Nous avons vu des cellules cérébrales repousser chez des poissons, des grenouilles et des poulets, mais cela n’a jamais été fait chez les mammifères – jusqu’à présent. Lors d’une nouvelle expérience menée aux États-Unis, des souris malvoyantes ont pu recouvrer une partie de leur vision et, à terme, le processus pourrait être reproduit chez l’homme.
En outre, les scientifiques pensent que ces recherches pourraient déboucher sur de nouvelles méthodes de lutte contre des maladies telles que la maladie d’Alzheimer et le glaucome, ainsi que les lésions de la moelle épinière.
Lorsque les cellules du système nerveux central d’un mammifère atteignent leur maturité, elles désactivent leur “interrupteur de croissance” et ne se développent généralement plus jamais. Mais des chercheurs de l’université de Stanford ont réussi à inverser ce processus, en utilisant la manipulation génétique pour réactiver le commutateur, avant d'”exercer” le mauvais œil de la souris avec une série d’images en mouvement et à fort contraste.
Bien que seules quelques cellules ganglionnaires de la rétine (CGR) des souris testées aient repoussé (moins de 5 %), cela suffit à démontrer le potentiel de cette technique pour restaurer la vision et prouve que les cellules du cerveau des mammifères peuvent en fait être amenées à se restaurer elles-mêmes. Ces CGR sont essentielles à la vision, car elles constituent un pont entre l’œil et le cerveau.
Les résultats ont encore été améliorés en recouvrant le bon œil de la souris, de sorte qu’elle était obligée d’utiliser exclusivement l’œil endommagé.
“Lorsque nous avons combiné ces deux éléments – la chicanerie moléculaire et l’activité électrique – nous avons constaté cet incroyable effet synergique”, a déclaré le neurobiologiste Andrew Huberman à Karen Weintraub de Scientific American. “Les neurones se sont développés sur d’énormes distances – 500 fois plus longtemps et plus rapidement qu’ils ne le feraient normalement”

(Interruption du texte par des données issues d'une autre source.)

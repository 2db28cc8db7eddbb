//! Tokenizer: turns source text into a stream of tokens with INDENT/DEDENT structure.
//!
//! Indentation is tracked with a stack of column widths; newlines inside brackets and
//! after a trailing backslash are implicit line joins and produce no `Newline` token.
//! String literals are decoded here, except f-strings whose raw body is handed to the
//! parser so replacement fields can be parsed as expressions.

use num_bigint::BigInt;
use num_traits::ToPrimitive;
use strum::{EnumString, IntoStaticStr};

use crate::{
    exception_public::CodeLoc,
    parse::{CodeRange, ParseError},
};

/// Reserved words. Soft keywords (`match`, `case`, `_`) are lexed as names.
#[derive(Debug, Clone, Copy, PartialEq, Eq, EnumString, IntoStaticStr)]
#[strum(serialize_all = "lowercase")]
pub(crate) enum Keyword {
    #[strum(serialize = "False")]
    False,
    #[strum(serialize = "None")]
    None,
    #[strum(serialize = "True")]
    True,
    And,
    As,
    Assert,
    Async,
    Await,
    Break,
    Class,
    Continue,
    Def,
    Del,
    Elif,
    Else,
    Except,
    Finally,
    For,
    From,
    Global,
    If,
    Import,
    In,
    Is,
    Lambda,
    Nonlocal,
    Not,
    Or,
    Pass,
    Raise,
    Return,
    Try,
    While,
    With,
    Yield,
}

/// Punctuation and operator tokens.
#[derive(Debug, Clone, Copy, PartialEq, Eq, IntoStaticStr)]
pub(crate) enum Punct {
    #[strum(serialize = "(")]
    LParen,
    #[strum(serialize = ")")]
    RParen,
    #[strum(serialize = "[")]
    LBracket,
    #[strum(serialize = "]")]
    RBracket,
    #[strum(serialize = "{")]
    LBrace,
    #[strum(serialize = "}")]
    RBrace,
    #[strum(serialize = ",")]
    Comma,
    #[strum(serialize = ":")]
    Colon,
    #[strum(serialize = ";")]
    Semi,
    #[strum(serialize = ".")]
    Dot,
    #[strum(serialize = "...")]
    Ellipsis,
    #[strum(serialize = "->")]
    Arrow,
    #[strum(serialize = "=")]
    Assign,
    #[strum(serialize = ":=")]
    Walrus,
    #[strum(serialize = "+")]
    Plus,
    #[strum(serialize = "-")]
    Minus,
    #[strum(serialize = "*")]
    Star,
    #[strum(serialize = "/")]
    Slash,
    #[strum(serialize = "//")]
    DoubleSlash,
    #[strum(serialize = "%")]
    Percent,
    #[strum(serialize = "**")]
    DoubleStar,
    #[strum(serialize = "@")]
    At,
    #[strum(serialize = "&")]
    Amper,
    #[strum(serialize = "|")]
    Pipe,
    #[strum(serialize = "^")]
    Caret,
    #[strum(serialize = "~")]
    Tilde,
    #[strum(serialize = "<<")]
    LShift,
    #[strum(serialize = ">>")]
    RShift,
    #[strum(serialize = "<")]
    Less,
    #[strum(serialize = ">")]
    Greater,
    #[strum(serialize = "<=")]
    LessEq,
    #[strum(serialize = ">=")]
    GreaterEq,
    #[strum(serialize = "==")]
    EqEq,
    #[strum(serialize = "!=")]
    NotEq,
    #[strum(serialize = "+=")]
    PlusEq,
    #[strum(serialize = "-=")]
    MinusEq,
    #[strum(serialize = "*=")]
    StarEq,
    #[strum(serialize = "/=")]
    SlashEq,
    #[strum(serialize = "//=")]
    DoubleSlashEq,
    #[strum(serialize = "%=")]
    PercentEq,
    #[strum(serialize = "**=")]
    DoubleStarEq,
    #[strum(serialize = "@=")]
    AtEq,
    #[strum(serialize = "&=")]
    AmperEq,
    #[strum(serialize = "|=")]
    PipeEq,
    #[strum(serialize = "^=")]
    CaretEq,
    #[strum(serialize = "<<=")]
    LShiftEq,
    #[strum(serialize = ">>=")]
    RShiftEq,
}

Des cellules nerveuses repoussant de gauche à droite à partir du site de la blessure optique. Crédit : Andrew Huberman
L’activation de la croissance et le stimulus visuel aident les cellules du cerveau à se développer en premier lieu, les résultats que les scientifiques ont observés sont donc logiques. Ils suggèrent également que la même technique pourrait un jour être utilisée chez l’homme, bien que nous soyons des types de mammifères très différents et qu’il faille attendre un certain temps avant que les chercheurs puissent reproduire les résultats en toute sécurité chez l’homme.
Dans ce cas, la thérapie génique ciblée a été obtenue par l’implantation d’un virus personnalisé favorisant la croissance dans le cerveau des souris, mais les chercheurs affirment que des pilules pourraient un jour être mises au point pour obtenir le même effet.
Bien que nous soyons encore loin de pouvoir restaurer la vision d’une personne, il est possible que d’ici quelques années, un tel traitement puisse contribuer à éviter la dégénérescence des cellules nerveuses à l’origine du glaucome – un groupe d’affections oculaires liées à la détérioration du nerf optique.
Une étude de 2012 avait déjà trouvé des indices montrant que ces cellules pouvaient effectivement repousser, mais la nouvelle étude confirme cette hypothèse et prouve l’ampleur du travail de réparation que le cerveau peut effectuer sur lui-même.
Par exemple, les RGC réparées ont non seulement parcouru toute la distance entre l’œil et le cerveau, mais elles ont également trouvé et établi les bonnes connexions cellulaires, ce qui représente deux étapes supplémentaires par rapport aux expériences précédentes.
“Les nerfs peuvent essentiellement se souvenir de l’histoire de leur développement et retrouver le chemin de leur maison”, a expliqué M. Huberman. “C’est la prochaine étape majeure dans le domaine de la régénération neuronale.”
Ces travaux suggèrent que d’autres types de cellules cérébrales pourraient être capables de se réparer elles-mêmes si on leur donne l’impulsion nécessaire, a déclaré Huberman, mais cela doit encore être mis à l’épreuve. Surveillez cet espace.
Les résultats sont publiés dans Nature Neuroscience.